One of the reasons why real health care reform has seemed such a tough nut to crack is that it involves two seemingly contradictory goals.We want better care. And we want it to cost less.

But, in at least one area of medicine, there is reason to believe that cost-cutting, intelligently done, will actually improve the long-term health prospects of many Americans.

As outlined in an Associated Press investigation that ran on the cover of Sunday’s Viewpoints section, doctors in the United States order, and their patients receive, many more X-rays and CT scans than do their counterparts in other industrialized nations.

These methods of looking inside the body without making incisions or resorting to wild guesses are rightly considered among the most useful miracles of modern medicine.

But every time we roll these machines out, we expose the frail human body to another dose of radiation, which can increase the likelihood of cancer. And we expose the health insurance companies, our employers, our government and ourselves to another diagnostic expense.

Put the two together, and we have a formula for spending too much money on a practice that is supposed to make us well but increases the chances that we will get very sick.

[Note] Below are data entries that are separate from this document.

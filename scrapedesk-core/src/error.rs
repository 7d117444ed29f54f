use scrapedesk_store::StoreError;
use thiserror::Error;

#[derive(Error, Debug)]
pub enum CoreError {
    /// Rejected locally before any request is made.
    #[error("Please enter a valid URL (got '{0}')")]
    InvalidScrapeUrl(String),

    #[error(transparent)]
    Store(#[from] StoreError),

    #[error("IO error: {0}")]
    Io(#[from] std::io::Error),
}

pub type Result<T> = std::result::Result<T, CoreError>;
use scrapedesk_store::{Company, StoreConfig};
use url::Url;

#[derive(Debug, Clone, Copy, PartialEq, Eq)]
pub enum SocialNetwork {
    Facebook,
    Instagram,
    Twitter,
    LinkedIn,
}

impl SocialNetwork {
    pub fn label(&self) -> &'static str {
        match self {
            SocialNetwork::Facebook => "Facebook",
            SocialNetwork::Instagram => "Instagram",
            SocialNetwork::Twitter => "Twitter",
            SocialNetwork::LinkedIn => "LinkedIn",
        }
    }

    /// Compact tag for table cells.
    pub fn tag(&self) -> &'static str {
        match self {
            SocialNetwork::Facebook => "fb",
            SocialNetwork::Instagram => "ig",
            SocialNetwork::Twitter => "tw",
            SocialNetwork::LinkedIn => "in",
        }
    }
}

#[derive(Debug, Clone, PartialEq, Eq)]
pub struct SocialProfile {
    pub network: SocialNetwork,
    pub url: String,
    pub handle: String,
}

/// Trailing `/`-separated segment of a stored path.
pub fn asset_file_name(path: &str) -> &str {
    path.rsplit('/').next().unwrap_or(path)
}

pub fn logo_url(config: &StoreConfig, company: &Company) -> Option<Url> {
    company
        .logo_path
        .as_deref()
        .filter(|path| !path.is_empty())
        .map(|path| config.logo_url(asset_file_name(path)))
}

pub fn screenshot_url(config: &StoreConfig, company: &Company) -> Option<Url> {
    company
        .screenshot_path
        .as_deref()
        .filter(|path| !path.is_empty())
        .map(|path| config.screenshot_url(asset_file_name(path)))
}

/// Websites are stored without a scheme.
pub fn website_link(website: &str) -> String {
    format!("http://{}", website)
}

/// Last non-empty path segment of a profile URL, e.g. `acme` for
/// `https://twitter.com/acme/`.
pub fn profile_handle(url: &str) -> &str {
    asset_file_name(url.trim_end_matches('/'))
}

fn profile(network: SocialNetwork, url: Option<&String>) -> Option<SocialProfile> {
    url.filter(|u| !u.is_empty()).map(|u| SocialProfile {
        network,
        url: u.clone(),
        handle: profile_handle(u).to_string(),
    })
}

/// Every social profile the company has, in display order.
pub fn social_profiles(company: &Company) -> Vec<SocialProfile> {
    [
        profile(SocialNetwork::Facebook, company.facebook.as_ref()),
        profile(SocialNetwork::Instagram, company.instagram.as_ref()),
        profile(SocialNetwork::Twitter, company.twitter.as_ref()),
        profile(SocialNetwork::LinkedIn, company.linkedin.as_ref()),
    ]
    .into_iter()
    .flatten()
    .collect()
}

/// Profiles shown in the list table. Instagram is detail-only.
pub fn list_profiles(company: &Company) -> Vec<SocialNetwork> {
    social_profiles(company)
        .into_iter()
        .map(|p| p.network)
        .filter(|network| *network != SocialNetwork::Instagram)
        .collect()
}

#[cfg(test)]
mod tests {
    use super::*;

    #[test]
    fn test_asset_file_name() {
        assert_eq!(asset_file_name("static/logos/acme.png"), "acme.png");
        assert_eq!(asset_file_name("acme.png"), "acme.png");
        assert_eq!(asset_file_name("static/logos/"), "");
    }

    #[test]
    fn test_asset_urls_use_trailing_segment() {
        let config = StoreConfig::default();
        let mut company = Company::new("1");
        company.logo_path = Some("/var/data/logos/acme.png".to_string());
        company.screenshot_path = Some("shots/acme-home.png".to_string());

        assert_eq!(
            logo_url(&config, &company).unwrap().as_str(),
            "http://localhost:8000/logos/acme.png"
        );
        assert_eq!(
            screenshot_url(&config, &company).unwrap().as_str(),
            "http://localhost:8000/screenshots/acme-home.png"
        );
    }

    #[test]
    fn test_missing_assets() {
        let config = StoreConfig::default();
        let mut company = Company::new("1");
        company.logo_path = Some(String::new());

        assert!(logo_url(&config, &company).is_none());
        assert!(screenshot_url(&config, &company).is_none());
    }

    #[test]
    fn test_social_profiles_skip_blank_entries() {
        let mut company = Company::new("1");
        company.facebook = Some("https://facebook.com/acme".to_string());
        company.instagram = Some("https://instagram.com/acme.co/".to_string());
        company.twitter = Some(String::new());

        let profiles = social_profiles(&company);

        assert_eq!(profiles.len(), 2);
        assert_eq!(profiles[0].network, SocialNetwork::Facebook);
        assert_eq!(profiles[0].handle, "acme");
        assert_eq!(profiles[1].network, SocialNetwork::Instagram);
        assert_eq!(profiles[1].handle, "acme.co");
        assert_eq!(list_profiles(&company), vec![SocialNetwork::Facebook]);
    }

    #[test]
    fn test_website_link() {
        assert_eq!(website_link("acme.test"), "http://acme.test");
    }
}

When the test is necessary, the health and financial benefits outweigh the cost. But when the test is not necessary— when it has been done several times already, when other equally useful means of diagnosis are available, when the treatment was going to be the same with or without the additional data—it is all cost and no benefit.

And often, doctors are beginning to figure out, even tests that ought to be done often carry a much larger dose of radiation than was necessary to figure out what is making our chests hurt or our stomachs tender.

Some tests are ordered for many reasons that, upon re-flection, seem unwise. Doctors are defending themselves against malpractice suits they might suffer for missing something important. They don’t know what tests have al-ready been done, or cannot easily get a copy of the old image and find it easier to order another.

Getting a handle on this problem is just the sort of thing that will be addressed by the move toward electronic medical records—one leading example being the Western New York-based HEALTHeLINK project. Tracking the number of scans each patient has had—and the amount of radiation used each time—will help doctors make more intelligent choices about how many pictures they should take, what other images already exist, and how much radiation an individual patient has been exposed to over many years, or even over a lifetime.

Setting up systems such as HEALTHeLINK costs money, of course. But, once in place, they can go a long way toward reducing both unnecessary doses of radiation and cutting the costs of practicing good medicine.